## The input

-=-=-

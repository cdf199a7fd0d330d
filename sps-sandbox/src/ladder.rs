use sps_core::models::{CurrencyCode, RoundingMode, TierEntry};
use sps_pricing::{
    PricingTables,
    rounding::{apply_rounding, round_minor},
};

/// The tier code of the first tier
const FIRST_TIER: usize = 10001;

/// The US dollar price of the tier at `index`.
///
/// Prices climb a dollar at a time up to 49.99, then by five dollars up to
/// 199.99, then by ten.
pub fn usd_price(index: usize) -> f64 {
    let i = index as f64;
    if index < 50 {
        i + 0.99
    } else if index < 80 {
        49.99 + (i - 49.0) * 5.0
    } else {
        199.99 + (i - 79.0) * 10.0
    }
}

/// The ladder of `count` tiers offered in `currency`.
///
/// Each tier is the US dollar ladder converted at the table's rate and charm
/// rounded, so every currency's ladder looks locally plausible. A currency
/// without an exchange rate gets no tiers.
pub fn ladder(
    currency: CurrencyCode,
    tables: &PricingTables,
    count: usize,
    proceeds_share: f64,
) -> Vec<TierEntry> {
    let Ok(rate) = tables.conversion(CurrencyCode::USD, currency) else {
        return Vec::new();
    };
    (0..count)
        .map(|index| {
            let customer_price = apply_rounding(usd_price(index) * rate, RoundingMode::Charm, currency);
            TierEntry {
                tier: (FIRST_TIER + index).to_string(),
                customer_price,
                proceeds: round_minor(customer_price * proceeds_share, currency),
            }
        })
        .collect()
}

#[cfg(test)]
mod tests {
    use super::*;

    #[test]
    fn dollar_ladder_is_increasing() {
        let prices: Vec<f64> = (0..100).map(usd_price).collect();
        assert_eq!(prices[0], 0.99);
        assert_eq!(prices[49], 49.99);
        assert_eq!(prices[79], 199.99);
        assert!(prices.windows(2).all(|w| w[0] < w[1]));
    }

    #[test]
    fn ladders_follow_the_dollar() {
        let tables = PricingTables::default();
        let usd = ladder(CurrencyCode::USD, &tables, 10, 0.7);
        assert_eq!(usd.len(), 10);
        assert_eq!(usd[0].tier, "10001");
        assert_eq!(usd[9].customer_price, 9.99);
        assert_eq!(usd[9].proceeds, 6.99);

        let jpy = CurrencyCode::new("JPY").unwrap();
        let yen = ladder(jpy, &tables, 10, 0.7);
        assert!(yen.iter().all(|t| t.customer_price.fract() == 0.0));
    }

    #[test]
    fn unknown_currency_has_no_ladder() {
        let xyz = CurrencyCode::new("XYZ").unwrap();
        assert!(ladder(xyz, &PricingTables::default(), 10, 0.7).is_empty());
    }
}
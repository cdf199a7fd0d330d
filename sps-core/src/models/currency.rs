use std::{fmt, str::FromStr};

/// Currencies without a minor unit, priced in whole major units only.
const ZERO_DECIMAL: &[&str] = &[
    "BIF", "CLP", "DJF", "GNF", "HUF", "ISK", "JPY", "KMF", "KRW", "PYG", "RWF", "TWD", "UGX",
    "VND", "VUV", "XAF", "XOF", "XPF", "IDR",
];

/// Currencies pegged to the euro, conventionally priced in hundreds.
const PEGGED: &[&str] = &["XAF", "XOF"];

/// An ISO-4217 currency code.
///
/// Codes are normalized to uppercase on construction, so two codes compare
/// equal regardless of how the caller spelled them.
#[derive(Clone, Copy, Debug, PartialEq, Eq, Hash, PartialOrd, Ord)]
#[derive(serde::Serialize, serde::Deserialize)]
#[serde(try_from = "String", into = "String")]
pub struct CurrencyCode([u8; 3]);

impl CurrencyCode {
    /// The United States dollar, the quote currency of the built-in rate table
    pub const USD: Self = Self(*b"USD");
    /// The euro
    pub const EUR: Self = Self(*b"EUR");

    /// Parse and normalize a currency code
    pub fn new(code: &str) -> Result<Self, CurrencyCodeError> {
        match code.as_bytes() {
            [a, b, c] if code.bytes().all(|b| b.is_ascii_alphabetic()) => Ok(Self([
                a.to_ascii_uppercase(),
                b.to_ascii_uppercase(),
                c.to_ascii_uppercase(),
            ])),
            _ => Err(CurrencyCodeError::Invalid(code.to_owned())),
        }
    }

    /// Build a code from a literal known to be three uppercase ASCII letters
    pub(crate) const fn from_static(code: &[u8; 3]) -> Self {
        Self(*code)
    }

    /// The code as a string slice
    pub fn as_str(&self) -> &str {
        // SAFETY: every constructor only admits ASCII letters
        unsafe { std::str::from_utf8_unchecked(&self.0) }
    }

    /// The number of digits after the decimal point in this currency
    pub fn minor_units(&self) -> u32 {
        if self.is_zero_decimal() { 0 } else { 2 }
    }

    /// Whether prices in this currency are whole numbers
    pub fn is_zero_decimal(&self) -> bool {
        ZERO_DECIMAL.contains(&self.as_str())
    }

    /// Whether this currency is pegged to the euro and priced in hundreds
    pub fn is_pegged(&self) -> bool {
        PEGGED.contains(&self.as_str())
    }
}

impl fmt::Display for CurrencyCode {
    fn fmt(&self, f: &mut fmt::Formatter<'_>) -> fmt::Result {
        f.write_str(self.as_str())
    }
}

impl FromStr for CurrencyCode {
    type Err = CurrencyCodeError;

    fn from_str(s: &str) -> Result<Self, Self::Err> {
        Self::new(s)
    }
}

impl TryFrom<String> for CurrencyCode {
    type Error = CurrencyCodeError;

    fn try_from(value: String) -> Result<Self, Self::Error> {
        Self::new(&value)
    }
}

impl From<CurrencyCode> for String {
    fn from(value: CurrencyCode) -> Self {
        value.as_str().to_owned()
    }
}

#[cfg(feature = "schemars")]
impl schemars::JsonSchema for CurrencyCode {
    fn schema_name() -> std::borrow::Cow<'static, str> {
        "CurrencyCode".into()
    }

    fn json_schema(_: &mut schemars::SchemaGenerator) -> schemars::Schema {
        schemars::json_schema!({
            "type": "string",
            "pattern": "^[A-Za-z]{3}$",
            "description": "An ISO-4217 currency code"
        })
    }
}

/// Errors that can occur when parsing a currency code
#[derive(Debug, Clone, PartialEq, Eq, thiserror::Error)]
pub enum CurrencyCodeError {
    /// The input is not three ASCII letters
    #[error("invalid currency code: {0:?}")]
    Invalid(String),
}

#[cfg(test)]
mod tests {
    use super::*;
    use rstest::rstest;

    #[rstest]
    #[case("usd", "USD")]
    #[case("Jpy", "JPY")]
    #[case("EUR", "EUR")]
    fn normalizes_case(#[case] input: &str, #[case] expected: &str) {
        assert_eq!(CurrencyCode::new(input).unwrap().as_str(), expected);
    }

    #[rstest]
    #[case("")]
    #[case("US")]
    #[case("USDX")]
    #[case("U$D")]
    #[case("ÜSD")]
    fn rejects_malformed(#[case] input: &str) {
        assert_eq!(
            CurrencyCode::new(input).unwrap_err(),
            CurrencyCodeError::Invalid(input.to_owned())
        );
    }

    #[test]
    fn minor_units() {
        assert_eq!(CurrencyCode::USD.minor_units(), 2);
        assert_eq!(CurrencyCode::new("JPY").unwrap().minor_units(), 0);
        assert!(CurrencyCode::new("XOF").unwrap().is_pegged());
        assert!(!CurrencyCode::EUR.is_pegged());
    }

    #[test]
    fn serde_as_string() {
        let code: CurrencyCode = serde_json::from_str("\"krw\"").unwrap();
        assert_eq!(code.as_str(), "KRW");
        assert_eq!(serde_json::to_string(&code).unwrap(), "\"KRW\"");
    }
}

-=-=-

## Task requirements
What lines of the data contain the string "Whether"? List them.

## Result of this task
    /// Whether prices in this currency are whole numbers
    /// Whether this currency is pegged to the euro and priced in hundreds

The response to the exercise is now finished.